Published in final edited form as: J Geriatr Psychiatry Neurol. 2020 Mar;33(2):68–72. doi: 10.1177/0891988719888292

Neuropsychiatric Effects on Decision-Making in Early Alzheimer Disease

Oleg Yerstein 1,2, Andrew R Carr 1,2, Elvira Jimenez 1, Mario F Mendez 1,2,3
PMCID: PMC8220792  NIHMSID: NIHMS1711694  PMID: 32013736

Abstract

Background:

Neuropsychiatric symptoms can impact decision-making in patients with Alzheimer disease (AD).

Methods:

Using a simple decision-making task, a variant of the ultimatum game (UG) modified to control feelings of unfairness, this study investigated rejection responses among responders to unfair offers. The UG was administered to 11 patients with AD, 10 comparably demented patients with behavioral variant frontotemporal dementia (bvFTD), and 9 healthy controls (HC). The results were further compared with differences on the caregiver Neuropsychiatric Inventory (NPI).

Results:

Overall, patients with AD significantly rejected more total offers than did the patients with bvFTD and the HC (P < .01). On the NPI, the only domain that was significantly worse among the patients with AD compared to the other groups was dysphoria/depression.

Conclusions:

These results suggest that early AD can be distinguished based on increased rejections of offers in decision-making, possibly consequent to a heightened sense of unfairness from dysphoria/depression.

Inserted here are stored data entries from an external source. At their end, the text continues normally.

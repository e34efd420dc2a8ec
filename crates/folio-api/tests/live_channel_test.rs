//! Live channel behavior over real sockets.
//!
//! Each test binds the router on an ephemeral port and talks to it with
//! tokio-tungstenite clients.

use std::time::Duration;

use folio_api::{router, AppState, BroadcastHub, ServerConfig};
use folio_core::{ContentAction, ContentNotifier};
use futures::{SinkExt, StreamExt};
use serde_json::{json, Value};
use tokio::net::TcpStream;
use tokio_tungstenite::{tungstenite::Message, MaybeTlsStream, WebSocketStream};

type WsStream = WebSocketStream<MaybeTlsStream<TcpStream>>;

async fn spawn_live_server(ws_enabled: bool) -> (String, BroadcastHub) {
    let hub = BroadcastHub::new();
    let config = ServerConfig {
        ws_enabled,
        ..ServerConfig::default()
    };
    let app = router(AppState::new(hub.clone(), config));

    let listener = tokio::net::TcpListener::bind("127.0.0.1:0").await.unwrap();
    let addr = listener.local_addr().unwrap();
    tokio::spawn(async move {
        axum::serve(listener, app).await.unwrap();
    });

    (format!("ws://{}/", addr), hub)
}

/// Read the next text frame, skipping control frames.
async fn next_json(ws: &mut WsStream) -> Value {
    while let Some(msg) = ws.next().await {
        let msg = msg.expect("websocket error");
        if msg.is_text() {
            return serde_json::from_str(&msg.into_text().unwrap()).unwrap();
        }
    }
    panic!("websocket closed before a text frame arrived");
}

/// Connect and consume the welcome frame. The channel is open once it arrives.
async fn connect_open(url: &str) -> WsStream {
    let (mut ws, _) = tokio_tungstenite::connect_async(url).await.unwrap();
    let welcome = next_json(&mut ws).await;
    assert_eq!(welcome["type"], "connection");
    ws
}

async fn wait_for_open_channels(hub: &BroadcastHub, expected: usize) {
    for _ in 0..100 {
        if hub.open_channels() == expected {
            return;
        }
        tokio::time::sleep(Duration::from_millis(20)).await;
    }
    panic!(
        "expected {} open channels, found {}",
        expected,
        hub.open_channels()
    );
}

async fn assert_silent(ws: &mut WsStream) {
    let next = tokio::time::timeout(Duration::from_millis(300), next_json(ws)).await;
    assert!(next.is_err(), "unexpected frame: {:?}", next);
}

#[tokio::test]
async fn test_welcome_is_first_frame() {
    let (url, hub) = spawn_live_server(true).await;

    let (mut ws, response) = tokio_tungstenite::connect_async(&url).await.unwrap();
    assert_eq!(response.status(), 101);

    let welcome = next_json(&mut ws).await;
    assert_eq!(welcome["type"], "connection");
    assert!(welcome["message"].is_string());
    assert_eq!(hub.open_channels(), 1);
}

#[tokio::test]
async fn test_upgrade_accepted_on_any_path() {
    let (url, hub) = spawn_live_server(true).await;

    let mut ws = connect_open(&format!("{}live/updates", url)).await;
    wait_for_open_channels(&hub, 1).await;

    ws.send(Message::Text("{}".to_string())).await.unwrap();
    let ack = next_json(&mut ws).await;
    assert_eq!(ack["type"], "acknowledgment");
}

#[tokio::test]
async fn test_json_frame_is_acknowledged() {
    let (url, _hub) = spawn_live_server(true).await;
    let mut ws = connect_open(&url).await;

    ws.send(Message::Text(r#"{"hello":"server"}"#.to_string()))
        .await
        .unwrap();

    let ack = next_json(&mut ws).await;
    assert_eq!(ack["type"], "acknowledgment");
    assert!(ack["message"].is_string());
}

#[tokio::test]
async fn test_malformed_frame_is_dropped_and_channel_stays_open() {
    let (url, hub) = spawn_live_server(true).await;
    let mut ws = connect_open(&url).await;

    ws.send(Message::Text("not json".to_string())).await.unwrap();
    assert_silent(&mut ws).await;
    assert_eq!(hub.open_channels(), 1);

    ws.send(Message::Text(r#"{"retry":true}"#.to_string()))
        .await
        .unwrap();
    let ack = next_json(&mut ws).await;
    assert_eq!(ack["type"], "acknowledgment");
    assert_silent(&mut ws).await;
}

#[tokio::test]
async fn test_binary_json_frame_is_acknowledged() {
    let (url, _hub) = spawn_live_server(true).await;
    let mut ws = connect_open(&url).await;

    ws.send(Message::Binary(br#"[1,2,3]"#.to_vec()))
        .await
        .unwrap();

    let ack = next_json(&mut ws).await;
    assert_eq!(ack["type"], "acknowledgment");
}

#[tokio::test]
async fn test_broadcast_reaches_open_clients_only() {
    let (url, hub) = spawn_live_server(true).await;
    let mut ws1 = connect_open(&url).await;
    let mut ws2 = connect_open(&url).await;
    let mut ws3 = connect_open(&url).await;
    wait_for_open_channels(&hub, 3).await;

    // Third client drops and is waiting to reconnect
    ws3.close(None).await.unwrap();
    drop(ws3);
    wait_for_open_channels(&hub, 2).await;

    hub.notify_content_change("project", ContentAction::Update, json!({"id": 7}));

    for ws in [&mut ws1, &mut ws2] {
        let frame = next_json(ws).await;
        assert_eq!(frame["type"], "content_update");
        assert_eq!(frame["contentType"], "project");
        assert_eq!(frame["action"], "update");
        assert_eq!(frame["data"], json!({"id": 7}));
        assert!(frame["timestamp"].is_string());
    }

    // Reconnected client gets nothing retroactively
    let mut ws3 = connect_open(&url).await;
    assert_silent(&mut ws3).await;
}

#[tokio::test]
async fn test_broadcast_order_is_preserved() {
    let (url, hub) = spawn_live_server(true).await;
    let mut ws = connect_open(&url).await;

    for id in 0..10 {
        hub.broadcast_content_update("skill", ContentAction::Create, json!({"id": id}));
    }

    for id in 0..10 {
        let frame = next_json(&mut ws).await;
        assert_eq!(frame["data"]["id"], id);
    }
}

#[tokio::test]
async fn test_ack_and_broadcast_share_one_ordered_queue() {
    let (url, hub) = spawn_live_server(true).await;
    let mut ws = connect_open(&url).await;

    ws.send(Message::Text("{}".to_string())).await.unwrap();
    let ack = next_json(&mut ws).await;
    assert_eq!(ack["type"], "acknowledgment");

    hub.broadcast(&json!({"type": "content_update", "contentType": "hero"}));
    let frame = next_json(&mut ws).await;
    assert_eq!(frame["contentType"], "hero");
}

#[tokio::test]
async fn test_closed_channel_leaves_registry() {
    let (url, hub) = spawn_live_server(true).await;
    let mut ws = connect_open(&url).await;
    wait_for_open_channels(&hub, 1).await;

    ws.close(None).await.unwrap();
    drop(ws);

    wait_for_open_channels(&hub, 0).await;
    for _ in 0..100 {
        if hub.registry().is_empty() {
            return;
        }
        tokio::time::sleep(Duration::from_millis(20)).await;
    }
    panic!("closed channel still registered");
}

#[tokio::test]
async fn test_upgrade_refused_when_disabled() {
    let (url, hub) = spawn_live_server(false).await;

    assert!(tokio_tungstenite::connect_async(&url).await.is_err());
    assert!(tokio_tungstenite::connect_async(format!("{}live", url))
        .await
        .is_err());
    assert_eq!(hub.open_channels(), 0);
}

Keywords: Alzheimer disease, behavioral variant frontotemporal dementia, decision-making, dementia, emotion, ultimatum game

Introduction

Decision-making capacity depends on cognition, particularly frontal-executive functions, but also varies with neuropsychiatric symptoms (NPSs) such as depression and anxiety.1,2 Previous research on decision-making in Alzheimer disease (AD) has focused on the impact of cognitive deficits, but not on the impact of their NPSs.3 Recognizing NPS effects on decision-making is especially important because they may be reversible with treatment. The presence of depression, in particular, can bias decision-making toward negative feelings and a heightened sense of unfairness.4-8 In addition, these NPS effects upon decision-making may help distinguish patients with early AD compared to other dementias, such as behavioral variant frontotemporal dementia (bvFTD).

Investigators can test the simplest forms of decision-making using neuroeconomic decision-making simulation games, such as the dictator game and the ultimatum game (UG). Despite their simplicity, very few investigators have used these games to evaluate decision-making in AD.9 In these games, a player (“proposer”) receives a set amount of money and must decide how much to share with another player. In the dictator game, the “receiver” can only accept the money, but in the UG, the “responder” must decide to reject or accept the sums of money from the proposer. Using the UG, most, but not all studies, report that acceptance rates of depressed patients are lower than those of healthy controls (HC) and that depressed patients judged the stimuli more negatively.10-13 In these depressed patients, the responders’ behavior in the UG is motivated by a negative emotional bias toward increased feelings of unfairness, thus altering rational decision-making.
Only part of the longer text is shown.